Brief:
Pick out each line in these entries that contains the string "tracing".

··· Given data

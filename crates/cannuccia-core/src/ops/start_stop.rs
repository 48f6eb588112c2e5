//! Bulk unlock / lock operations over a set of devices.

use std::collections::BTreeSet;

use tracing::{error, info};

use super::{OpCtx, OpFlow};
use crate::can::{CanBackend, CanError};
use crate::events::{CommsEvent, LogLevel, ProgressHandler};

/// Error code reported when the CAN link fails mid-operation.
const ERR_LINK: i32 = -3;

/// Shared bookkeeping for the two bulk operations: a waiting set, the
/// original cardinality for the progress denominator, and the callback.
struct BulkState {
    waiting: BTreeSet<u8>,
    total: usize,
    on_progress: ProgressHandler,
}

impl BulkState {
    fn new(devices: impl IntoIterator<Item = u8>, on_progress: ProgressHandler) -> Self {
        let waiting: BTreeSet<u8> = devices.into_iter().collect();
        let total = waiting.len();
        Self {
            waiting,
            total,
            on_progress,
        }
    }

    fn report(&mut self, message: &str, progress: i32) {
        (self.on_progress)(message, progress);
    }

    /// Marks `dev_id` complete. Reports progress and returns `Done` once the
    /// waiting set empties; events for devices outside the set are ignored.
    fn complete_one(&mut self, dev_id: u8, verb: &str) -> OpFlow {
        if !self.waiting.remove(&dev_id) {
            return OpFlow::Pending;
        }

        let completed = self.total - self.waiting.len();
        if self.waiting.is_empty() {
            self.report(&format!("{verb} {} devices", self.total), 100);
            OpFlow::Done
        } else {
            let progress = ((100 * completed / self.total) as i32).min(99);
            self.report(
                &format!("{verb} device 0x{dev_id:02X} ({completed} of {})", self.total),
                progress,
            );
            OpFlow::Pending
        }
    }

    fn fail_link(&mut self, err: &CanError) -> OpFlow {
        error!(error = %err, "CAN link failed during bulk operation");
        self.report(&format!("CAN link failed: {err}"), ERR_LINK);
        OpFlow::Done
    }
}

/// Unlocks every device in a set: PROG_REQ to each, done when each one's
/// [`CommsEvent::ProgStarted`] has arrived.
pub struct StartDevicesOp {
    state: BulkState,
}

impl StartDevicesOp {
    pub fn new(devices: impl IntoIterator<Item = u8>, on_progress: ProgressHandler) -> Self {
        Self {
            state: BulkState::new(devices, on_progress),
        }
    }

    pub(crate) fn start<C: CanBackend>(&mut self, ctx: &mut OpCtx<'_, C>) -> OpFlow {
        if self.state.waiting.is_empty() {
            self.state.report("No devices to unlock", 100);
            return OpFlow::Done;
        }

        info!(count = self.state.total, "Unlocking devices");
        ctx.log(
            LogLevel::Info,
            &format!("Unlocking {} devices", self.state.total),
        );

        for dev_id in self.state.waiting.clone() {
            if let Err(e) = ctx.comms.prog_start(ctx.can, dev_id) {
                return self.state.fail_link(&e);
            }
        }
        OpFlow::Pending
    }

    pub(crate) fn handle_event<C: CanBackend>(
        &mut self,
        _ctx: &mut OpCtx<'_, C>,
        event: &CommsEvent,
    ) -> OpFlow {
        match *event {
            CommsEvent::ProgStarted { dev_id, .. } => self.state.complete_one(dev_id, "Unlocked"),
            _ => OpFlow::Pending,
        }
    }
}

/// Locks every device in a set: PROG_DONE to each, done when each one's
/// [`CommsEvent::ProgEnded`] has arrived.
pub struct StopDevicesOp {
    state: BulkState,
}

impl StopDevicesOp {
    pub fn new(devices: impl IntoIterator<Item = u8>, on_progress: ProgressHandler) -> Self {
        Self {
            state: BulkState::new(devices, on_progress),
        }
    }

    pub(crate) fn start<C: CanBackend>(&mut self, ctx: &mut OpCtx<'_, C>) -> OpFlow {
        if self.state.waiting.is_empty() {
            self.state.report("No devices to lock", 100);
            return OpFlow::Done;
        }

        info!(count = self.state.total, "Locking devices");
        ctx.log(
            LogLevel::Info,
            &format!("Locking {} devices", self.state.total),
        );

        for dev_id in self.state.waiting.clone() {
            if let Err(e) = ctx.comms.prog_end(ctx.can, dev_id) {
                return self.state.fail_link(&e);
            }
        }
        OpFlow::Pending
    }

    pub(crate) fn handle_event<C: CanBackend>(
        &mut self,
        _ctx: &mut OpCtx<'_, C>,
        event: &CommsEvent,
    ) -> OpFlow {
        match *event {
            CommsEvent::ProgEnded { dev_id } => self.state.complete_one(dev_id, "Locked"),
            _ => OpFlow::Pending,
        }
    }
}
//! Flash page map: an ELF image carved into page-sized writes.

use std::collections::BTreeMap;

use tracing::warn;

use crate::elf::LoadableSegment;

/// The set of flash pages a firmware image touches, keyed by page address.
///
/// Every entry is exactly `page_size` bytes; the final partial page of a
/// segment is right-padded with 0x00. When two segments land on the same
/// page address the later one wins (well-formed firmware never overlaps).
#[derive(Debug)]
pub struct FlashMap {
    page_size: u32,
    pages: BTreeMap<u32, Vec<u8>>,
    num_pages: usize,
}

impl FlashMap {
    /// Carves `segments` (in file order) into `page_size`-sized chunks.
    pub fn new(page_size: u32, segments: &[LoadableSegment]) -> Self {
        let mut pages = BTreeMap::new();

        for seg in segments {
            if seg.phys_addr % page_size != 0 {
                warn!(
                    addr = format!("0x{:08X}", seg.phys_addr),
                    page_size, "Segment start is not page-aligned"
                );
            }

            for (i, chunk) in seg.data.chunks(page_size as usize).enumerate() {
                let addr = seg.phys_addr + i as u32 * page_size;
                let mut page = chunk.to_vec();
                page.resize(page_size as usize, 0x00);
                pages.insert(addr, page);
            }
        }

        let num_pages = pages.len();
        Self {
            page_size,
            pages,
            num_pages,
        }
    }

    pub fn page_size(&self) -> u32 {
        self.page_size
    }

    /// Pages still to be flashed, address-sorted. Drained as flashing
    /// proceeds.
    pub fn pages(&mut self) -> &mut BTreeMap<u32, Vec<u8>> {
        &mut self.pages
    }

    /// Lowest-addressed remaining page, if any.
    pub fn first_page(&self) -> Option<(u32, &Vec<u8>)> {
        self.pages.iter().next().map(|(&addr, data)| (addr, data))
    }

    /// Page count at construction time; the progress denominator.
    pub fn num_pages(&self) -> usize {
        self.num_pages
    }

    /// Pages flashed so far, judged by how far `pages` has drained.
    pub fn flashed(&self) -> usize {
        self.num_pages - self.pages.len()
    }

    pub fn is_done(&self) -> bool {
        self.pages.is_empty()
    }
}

······

Written answer:
use tracing::{error, info};
use tracing::warn;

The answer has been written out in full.